Barry est un chien Saint-Bernard. On sait dès le prologue du film, avant un long flashback, quelle sera son utilité. De là à donner son nom au film, ça parait un peu excessif. Car le film reste avant tout un mélodrame sentimental à visage humain. Sauf à voir dans Barry la providence divine, car le film est une histoire alpestre où les religieux d'un prieuré interviennent quand des voyageurs sont ensevelis par les avalanches. Décor singulier, très mal restitué par la réalisation médiocre de Richard Pottier, qui l'est d'autant plus que ce col des Alpes est aussi celui qu'empruntent les armées napoléoniennes pour guerroyer à Marengo.

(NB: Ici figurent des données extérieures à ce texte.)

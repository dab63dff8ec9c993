// src/config.rs
// Scene configuration: camera pose, terrain, model and marker settings
// RELEVANT FILES: src/scene/configurator.rs, src/cli/args.rs, src/camera/validation.rs

use std::fs;
use std::path::Path;

use glam::DVec3;
use serde::{Deserialize, Serialize};

use crate::camera::{self, CameraOptions};
use crate::error::{SceneError, SceneResult};
use crate::geo::LngLat;
use crate::style::{Anchor, ModelType};

/// Everything scene setup needs, fixed for the lifetime of a configurator.
///
/// Every field has a default, so a JSON file only needs the keys it changes.
#[derive(Debug, Clone, PartialEq, Serialize, Deserialize)]
#[serde(default)]
pub struct SceneConfig {
    pub style_uri: String,
    pub camera: CameraSettings,
    pub terrain: TerrainSettings,
    pub model: ModelSettings,
    pub marker: MarkerSettings,
}

impl Default for SceneConfig {
    fn default() -> Self {
        Self {
            style_uri: "mapbox://styles/mapbox/satellite-streets-v12".to_string(),
            camera: CameraSettings::default(),
            terrain: TerrainSettings::default(),
            model: ModelSettings::default(),
            marker: MarkerSettings::default(),
        }
    }
}

/// Initial camera and the subject's pose.
#[derive(Debug, Clone, PartialEq, Serialize, Deserialize)]
#[serde(default)]
pub struct CameraSettings {
    pub zoom: f64,
    pub pitch: f64,
    pub bearing: f64,
    pub latitude: f64,
    pub longitude: f64,
    /// Meters.
    pub altitude: f64,
    pub heading: f64,
}

impl Default for CameraSettings {
    fn default() -> Self {
        Self {
            zoom: 12.0,
            pitch: 0.0,
            bearing: 186.0,
            latitude: 42.97330,
            longitude: -75.085930,
            altitude: 9753.60,
            heading: 180.0,
        }
    }
}

#[derive(Debug, Clone, PartialEq, Serialize, Deserialize)]
#[serde(default)]
pub struct TerrainSettings {
    pub enabled: bool,
    pub source_id: String,
    pub url: String,
    pub tile_size: u32,
    pub max_zoom: f64,
    pub exaggeration: f64,
}

impl Default for TerrainSettings {
    fn default() -> Self {
        Self {
            enabled: true,
            source_id: "mapbox-dem".to_string(),
            url: "mapbox://mapbox.mapbox-terrain-dem-v1".to_string(),
            tile_size: 514,
            max_zoom: 18.0,
            exaggeration: 1.5,
        }
    }
}

#[derive(Debug, Clone, PartialEq, Serialize, Deserialize)]
#[serde(default)]
pub struct ModelSettings {
    pub enabled: bool,
    pub asset_name: String,
    pub asset_extension: String,
    pub model_id: String,
    pub source_id: String,
    pub source_max_zoom: f64,
    pub layer_id: String,
    /// Feature property the layer reads the model id from.
    pub feature_key: String,
    pub model_type: ModelType,
    pub scale: DVec3,
    /// Degrees around x, y, z.
    pub rotation: DVec3,
    pub min_zoom: f64,
    pub max_zoom: f64,
    pub cutoff_fade_range: f64,
}

impl Default for ModelSettings {
    fn default() -> Self {
        Self {
            enabled: true,
            asset_name: "A320".to_string(),
            asset_extension: "glb".to_string(),
            model_id: "model-id-plane".to_string(),
            source_id: "source-id".to_string(),
            source_max_zoom: 4.0,
            layer_id: "model-layer-id".to_string(),
            feature_key: "model-id-key".to_string(),
            model_type: ModelType::Common3d,
            scale: DVec3::ONE,
            rotation: DVec3::new(0.0, 0.0, 90.0),
            min_zoom: 5.0,
            max_zoom: 23.0,
            cutoff_fade_range: 0.0,
        }
    }
}

/// Diagnostic pin used to check where the camera is focused.
#[derive(Debug, Clone, PartialEq, Serialize, Deserialize)]
#[serde(default)]
pub struct MarkerSettings {
    pub enabled: bool,
    pub image_id: String,
    /// Bundled icon name.
    pub image_name: String,
    pub source_id: String,
    pub layer_id: String,
    pub anchor: Anchor,
    pub offset: [f64; 2],
}

impl Default for MarkerSettings {
    fn default() -> Self {
        Self {
            enabled: false,
            image_id: "red".to_string(),
            image_name: "pin".to_string(),
            source_id: "source_id".to_string(),
            layer_id: "layer_id".to_string(),
            anchor: Anchor::Bottom,
            offset: [0.0, 12.0],
        }
    }
}

impl SceneConfig {
    pub fn from_json_str(json: &str) -> SceneResult<Self> {
        let config: SceneConfig = serde_json::from_str(json)?;
        config.validate()?;
        Ok(config)
    }

    pub fn from_path<P: AsRef<Path>>(path: P) -> SceneResult<Self> {
        let content = fs::read_to_string(path.as_ref())?;
        Self::from_json_str(&content)
    }

    /// Subject coordinate.
    pub fn location(&self) -> SceneResult<LngLat> {
        LngLat::from_lat_lon(self.camera.latitude, self.camera.longitude)
            .map_err(SceneError::config)
    }

    /// Map camera the view starts with.
    pub fn camera_options(&self) -> SceneResult<CameraOptions> {
        let options = CameraOptions {
            center: self.location()?,
            zoom: self.camera.zoom,
            pitch: self.camera.pitch,
            bearing: self.camera.bearing,
        };
        options.validate()?;
        Ok(options)
    }

    pub fn validate(&self) -> SceneResult<()> {
        self.location()?;
        camera::validate_altitude(self.camera.altitude)?;
        camera::validate_zoom(self.camera.zoom)?;
        camera::validate_pitch(self.camera.pitch)?;
        camera::validate_bearing(self.camera.bearing)?;
        camera::validate_bearing(self.camera.heading)?;

        let t = &self.terrain;
        if t.tile_size == 0 {
            return Err(SceneError::config("terrain.tile_size must be > 0"));
        }
        if !t.exaggeration.is_finite() || t.exaggeration < 0.0 {
            return Err(SceneError::config("terrain.exaggeration must be finite and >= 0"));
        }
        if !t.max_zoom.is_finite() || t.max_zoom < 0.0 {
            return Err(SceneError::config("terrain.max_zoom must be finite and >= 0"));
        }

        let m = &self.model;
        if !(m.min_zoom.is_finite() && m.max_zoom.is_finite()) || m.min_zoom > m.max_zoom {
            return Err(SceneError::config(format!(
                "model zoom range [{}, {}] is invalid",
                m.min_zoom, m.max_zoom
            )));
        }
        if !m.scale.is_finite() || !m.rotation.is_finite() {
            return Err(SceneError::config("model scale and rotation must be finite"));
        }

        let ids = [
            ("terrain.source_id", &t.source_id),
            ("model.model_id", &m.model_id),
            ("model.source_id", &m.source_id),
            ("model.layer_id", &m.layer_id),
            ("model.feature_key", &m.feature_key),
            ("marker.image_id", &self.marker.image_id),
            ("marker.source_id", &self.marker.source_id),
            ("marker.layer_id", &self.marker.layer_id),
        ];
        for (name, id) in ids {
            if id.trim().is_empty() {
                return Err(SceneError::config(format!("{} must be non-empty", name)));
            }
        }
        Ok(())
    }
}

#[cfg(test)]
mod tests {
    use super::*;

    #[test]
    fn defaults_are_valid() {
        let cfg = SceneConfig::default();
        cfg.validate().unwrap();
        assert_eq!(cfg.camera.altitude, 9753.60);
        assert_eq!(cfg.terrain.exaggeration, 1.5);
        assert_eq!(cfg.model.rotation, DVec3::new(0.0, 0.0, 90.0));
        assert!(!cfg.marker.enabled);
    }

    #[test]
    fn partial_json_keeps_defaults() {
        let cfg = SceneConfig::from_json_str(
            r#"{"camera": {"latitude": 46.5, "altitude": 1200.0}, "marker": {"enabled": true}}"#,
        )
        .unwrap();
        assert_eq!(cfg.camera.latitude, 46.5);
        assert_eq!(cfg.camera.longitude, -75.085930);
        assert_eq!(cfg.camera.altitude, 1200.0);
        assert!(cfg.marker.enabled);
        assert_eq!(cfg.marker.image_id, "red");
        assert_eq!(cfg.terrain.source_id, "mapbox-dem");
    }

    #[test]
    fn out_of_range_latitude_is_rejected() {
        let err = SceneConfig::from_json_str(r#"{"camera": {"latitude": 91.0}}"#).unwrap_err();
        assert!(matches!(err, SceneError::Config(_)));
    }

    #[test]
    fn negative_altitude_and_zoom_are_rejected() {
        let err = SceneConfig::from_json_str(r#"{"camera": {"altitude": -1.0}}"#).unwrap_err();
        assert!(matches!(err, SceneError::Camera(_)));
        assert!(SceneConfig::from_json_str(r#"{"camera": {"zoom": -2.0}}"#).is_err());
    }

    #[test]
    fn inverted_model_zoom_range_is_rejected() {
        let mut cfg = SceneConfig::default();
        cfg.model.min_zoom = 20.0;
        cfg.model.max_zoom = 5.0;
        assert!(cfg.validate().is_err());
    }

    #[test]
    fn vectors_use_array_json() {
        let json = serde_json::to_value(SceneConfig::default()).unwrap();
        assert_eq!(json["model"]["rotation"], serde_json::json!([0.0, 0.0, 90.0]));
        assert_eq!(json["model"]["model_type"], "common-3d");
        assert_eq!(json["marker"]["anchor"], "bottom");
    }

    #[test]
    fn loads_from_file() {
        let dir = tempfile::tempdir().unwrap();
        let path = dir.path().join("scene.json");
        std::fs::write(&path, r#"{"terrain": {"exaggeration": 2.0}}"#).unwrap();
        let cfg = SceneConfig::from_path(&path).unwrap();
        assert_eq!(cfg.terrain.exaggeration, 2.0);
        assert!(SceneConfig::from_path(dir.path().join("missing.json")).is_err());
    }

    #[test]
    fn camera_options_follow_settings() {
        let cam = SceneConfig::default().camera_options().unwrap();
        assert_eq!(cam.zoom, 12.0);
        assert_eq!(cam.bearing, 186.0);
        assert_eq!(cam.center.lat(), 42.97330);
    }
}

Le sujet est une équation sentimentale à trois amoureux, dont un seul a les faveurs d'Angelina (Simone Valère, dans un rôle de jeune première tire-larmes). Pierre Fresnay y incarne une nouvelle fois un religieux -il n'y a plus de doute à avoir sur sa vocation ratée- en l'occurrence un moine, tonsure comprise, et, accessoirement, le maitre de Barry.
Si certains incidents maintiennent un peu d'intérêt, il faut bien reconnaitre que la mise en scène de Pottier ne donne aucune valeur ajoutée à ce romanesque plutôt indigeste, pas plus qu'elle ne confère de complexité au personnage principal, le père Théotime (Fresnay), et à ses pieuses valeurs morales.